Me: “Yes. The weight is 40.37 grams per 100 of them.”

Project Engineer: “Ok, so how much is that in pounds?” *gets paper and pen to write it down*

Me: *after quick calculation* “Point zero eight nine per hundred. One of them weighs point zero zero zero eight nine pounds… or a little over fourteen one-hundredths of an ounce…”

Project Engineer: *starts writing and repeating to himself under his breath* “Point zero zero zero—” *stops short and looks up* “…hahaha!” *drops pen* “Okay, I’ll just tell him it’s negligible. Thanks!”

Frozen By A Cold

| Working | May 18, 2016

(I’m ordering something from a large shop in Bogner Regis. Talking to an employee over the phone, it went well until this. Note: I have a slight cold.)

Employee: “Okay, can I have your address, please?”

Me: *states address* “Arundel.”

(This is pronounced ‘arren-dull’.)

Employee: *after a couple of seconds of silence, sarcastically* “Very funny. Your real address, please.”

Me: “That is my address.”

Employee: “I need a real address for delivery.”

Me: *not understanding what I did* “What did I do wrong?”

Employee: “This is a serious business. We don’t have time for clowns.”

Me: “What?!”

Employee: “I need a real address or I’m terminating this phone call.”

Me: “It’s a real address! Look it up on Google; I don’t get what the problem is—” *I realize* “—Oh! Oh, look, please, I’m not pretending. Just look it up on Google.”

Employee: “I don’t have time for this.”

(I called again and I got another employee, one who knew how to read a map!)
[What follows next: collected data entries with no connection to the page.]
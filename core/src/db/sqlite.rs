// III-IV
// Copyright 2023 Julio Merino
//
// Licensed under the Apache License, Version 2.0 (the "License"); you may not
// use this file except in compliance with the License.  You may obtain a copy
// of the License at:
//
//     http://www.apache.org/licenses/LICENSE-2.0
//
// Unless required by applicable law or agreed to in writing, software
// distributed under the License is distributed on an "AS IS" BASIS, WITHOUT
// WARRANTIES OR CONDITIONS OF ANY KIND, either express or implied.  See the
// License for the specific language governing permissions and limitations
// under the License.

//! Common utilities to interact with an SQLite database.

use crate::db::{Db, DbError, DbResult, Executor, TxExecutor};
use async_trait::async_trait;
use log::warn;
use sqlx::Transaction;
use sqlx::pool::PoolConnection;
use sqlx::sqlite::{Sqlite, SqliteConnectOptions, SqliteConnection, SqlitePool};
use std::str::FromStr;
use time::OffsetDateTime;

/// Takes a raw SQLx error `e` and converts it to our generic error type.
pub fn map_sqlx_error(e: sqlx::Error) -> DbError {
    match e {
        sqlx::Error::ColumnDecode { source, .. } => DbError::DataIntegrityError(source.to_string()),
        sqlx::Error::RowNotFound => DbError::NotFound,
        sqlx::Error::Database(e) if e.is_foreign_key_violation() => DbError::NotFound,
        sqlx::Error::Database(e) if e.is_unique_violation() => DbError::AlreadyExists,
        e => DbError::BackendError(e.to_string()),
    }
}

/// Opens a pool against the database described by `conn_str`.
///
/// Foreign keys are enforced on every connection because the schemas rely on them to detect
/// references to missing entities.
pub async fn connect(conn_str: &str) -> DbResult<SqliteDb> {
    let options = SqliteConnectOptions::from_str(conn_str)
        .map_err(map_sqlx_error)?
        .foreign_keys(true);
    let pool = SqlitePool::connect_with(options).await.map_err(map_sqlx_error)?;
    Ok(SqliteDb { pool })
}

/// A generic database executor implementation for SQLite.
#[derive(Debug)]
pub enum SqliteExecutor {
    /// An executor backed by a pool.  Operations issued via this executor aren't guaranteed to
    /// happen on the same connection.
    PoolExec(PoolConnection<Sqlite>),

    /// An executor backed by a transaction.
    TxExec(Transaction<'static, Sqlite>),
}

impl SqliteExecutor {
    /// Returns the raw connection to issue `sqlx` queries against, regardless of whether it
    /// belongs to a transaction or not.
    pub fn conn(&mut self) -> &mut SqliteConnection {
        match self {
            SqliteExecutor::PoolExec(conn) => &mut **conn,
            SqliteExecutor::TxExec(tx) => &mut **tx,
        }
    }

    /// Commits the transaction if this executor is backed by one.
    ///
    /// Calling this on a non-transaction-based executor results in a panic.
    pub(super) async fn commit(self) -> DbResult<()> {
        match self {
            SqliteExecutor::PoolExec(_) => unreachable!("Do not call commit on direct executors"),
            SqliteExecutor::TxExec(tx) => tx.commit().await.map_err(map_sqlx_error),
        }
    }
}

/// A database instance backed by an SQLite database.
pub struct SqliteDb {
    /// Shared SQLite connection pool.  This is a cloneable type that all concurrent
    /// transactions can use concurrently.
    pool: SqlitePool,
}

impl Drop for SqliteDb {
    fn drop(&mut self) {
        if !self.pool.is_closed() {
            warn!("Dropping connection without having called close() first");
        }
    }
}

#[async_trait]
impl Db for SqliteDb {
    async fn ex(&self) -> DbResult<Executor> {
        let conn = self.pool.acquire().await.map_err(map_sqlx_error)?;
        Ok(Executor::Sqlite(SqliteExecutor::PoolExec(conn)))
    }

    async fn begin(&self) -> DbResult<TxExecutor> {
        let tx = self.pool.begin().await.map_err(map_sqlx_error)?;
        Ok(TxExecutor(Executor::Sqlite(SqliteExecutor::TxExec(tx))))
    }

    async fn close(&self) {
        self.pool.close().await;
    }
}

/// Helper function to initialize the database with a schema.
pub async fn run_schema(e: &mut SqliteExecutor, schema: &str) -> DbResult<()> {
    sqlx::raw_sql(schema).execute(e.conn()).await.map_err(map_sqlx_error)?;
    Ok(())
}

/// Converts a timestamp as extracted from the database into an `OffsetDateTime`.
///
/// The input parameters must both be positive.  The reason why their types are `i64`s instead of
/// the `u64` you would expect is because the numeric types exposed by sqlx and SQLite are all
/// signed.
pub fn build_timestamp(timestamp_sec: i64, timestamp_nsec: i64) -> DbResult<OffsetDateTime> {
    if timestamp_sec < 0 || timestamp_nsec < 0 {
        return Err(DbError::DataIntegrityError(format!(
            "Timestamp cannot have negative quantities: sec={}, nsec={}",
            timestamp_sec, timestamp_nsec
        )));
    }

    OffsetDateTime::from_unix_timestamp_nanos(
        (i128::from(timestamp_sec) * 1_000_000_000) + (i128::from(timestamp_nsec)),
    )
    .map_err(|e| DbError::DataIntegrityError(format!("Invalid timestamp: {}", e)))
}

/// Converts a timestamp into the seconds and nanoseconds pair needed by the database.
///
/// Timestamps before the epoch cannot be represented by `build_timestamp`, so they are rejected
/// here before they reach the database.
pub fn unpack_timestamp(ts: OffsetDateTime) -> DbResult<(i64, i64)> {
    let nanos = ts.unix_timestamp_nanos();
    if nanos < 0 {
        return Err(DbError::BackendError(format!("Cannot store negative timestamp {}", ts)));
    }
    match (i64::try_from(nanos / 1_000_000_000), i64::try_from(nanos % 1_000_000_000)) {
        (Ok(sec), Ok(nsec)) => Ok((sec, nsec)),
        _ => Err(DbError::BackendError(format!("Timestamp {} out of range", ts))),
    }
}

/// Test utilities for the SQLite connection.
#[cfg(any(feature = "testutils", test))]
pub mod testutils {
    use super::*;

    /// Initializes the test database.
    pub async fn setup() -> SqliteDb {
        let _can_fail = env_logger::builder().is_test(true).try_init();
        connect(":memory:").await.unwrap()
    }
}

#[cfg(test)]
mod tests {
    use super::testutils::*;
    use super::*;
    use crate::db::tests::generate_db_rw_tests;
    use std::sync::Arc;

    generate_db_rw_tests!(Arc::new(setup().await));

    #[tokio::test]
    async fn test_map_sqlx_error_constraints() {
        let db = setup().await;
        let mut executor = db.ex().await.unwrap();
        let ex = match &mut executor {
            Executor::Sqlite(ex) => ex,
            #[allow(unreachable_patterns)]
            _ => unreachable!(),
        };

        run_schema(
            ex,
            "CREATE TABLE parents (id INTEGER PRIMARY KEY);
            CREATE TABLE children (
                id INTEGER PRIMARY KEY,
                parent_id INTEGER NOT NULL REFERENCES parents (id)
            );",
        )
        .await
        .unwrap();

        sqlx::query("INSERT INTO parents (id) VALUES (1)").execute(ex.conn()).await.unwrap();
        let err = sqlx::query("INSERT INTO parents (id) VALUES (1)")
            .execute(ex.conn())
            .await
            .map_err(map_sqlx_error)
            .unwrap_err();
        assert_eq!(DbError::AlreadyExists, err);

        let err = sqlx::query("INSERT INTO children (id, parent_id) VALUES (1, 2)")
            .execute(ex.conn())
            .await
            .map_err(map_sqlx_error)
            .unwrap_err();
        assert_eq!(DbError::NotFound, err);

        let err = sqlx::query("SELECT * FROM parents WHERE id = 5")
            .fetch_one(ex.conn())
            .await
            .map_err(map_sqlx_error)
            .err()
            .unwrap();
        assert_eq!(DbError::NotFound, err);

        drop(executor);
        db.close().await;
    }

    #[test]
    fn test_build_unpack_timestamp_zero() {
        let d = OffsetDateTime::from_unix_timestamp(0).unwrap();
        let (secs, nsecs) = unpack_timestamp(d).unwrap();
        assert_eq!(0, secs);
        assert_eq!(0, nsecs);
        assert_eq!(Ok(d), build_timestamp(secs, nsecs));
    }

    #[test]
    fn test_build_unpack_timestamp_nsecs_precision() {
        let d = OffsetDateTime::from_unix_timestamp_nanos(1234567899876543215i128).unwrap();
        let (secs, nsecs) = unpack_timestamp(d).unwrap();
        assert_eq!(1234567899i64, secs);
        assert_eq!(876543215i64, nsecs);
        assert_eq!(Ok(d), build_timestamp(secs, nsecs));
    }

    #[test]
    fn test_build_timestamp_negative() {
        match build_timestamp(-1, 0) {
            Err(DbError::DataIntegrityError(_)) => (),
            e => panic!("Must have failed with a DataIntegrityError but got: {:?}", e),
        }

        match build_timestamp(0, -1) {
            Err(DbError::DataIntegrityError(_)) => (),
            e => panic!("Must have failed with a DataIntegrityError but got: {:?}", e),
        }
    }

    #[test]
    fn test_unpack_timestamp_negative() {
        let d = OffsetDateTime::from_unix_timestamp(-10).unwrap();
        match unpack_timestamp(d) {
            Err(DbError::BackendError(msg)) => assert!(msg.contains("negative")),
            e => panic!("{:?}", e),
        }
    }
}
That Last Observation Takes The Cake

| Working | May 18, 2016

(I work as a cake decorator in a grocery store bakery. Since I can’t see the displays without walking out onto the floor it can be difficult to keep everything full. At the time I have five minutes left in my shift and about fifteen minutes’ worth of cleaning left to do when the store manager calls me out onto the floor to look at the cake displays. My mind goes straight into panic mode, assuming something is terribly wrong and I’m going to have to stay late to fix it.)

Manager: “I want you to tell me what you see.”

Me: “Several of the jumbo cupcakes are low, there are only one of those cakes left, that spot’s also almost empty…” *I point out a couple more almost empty spots, but fortunately nothing is completely empty*

Manager: “Oh, yeah? I see lots of beautiful colors.”

Me: *in relief* “Oh, really?”

Manager: “Yeah, they’re all very eye-catching. Good critical eye on your part, though.”

(I appreciated the compliment, but it really wasn’t worth the near heart attack he gave me while giving it!)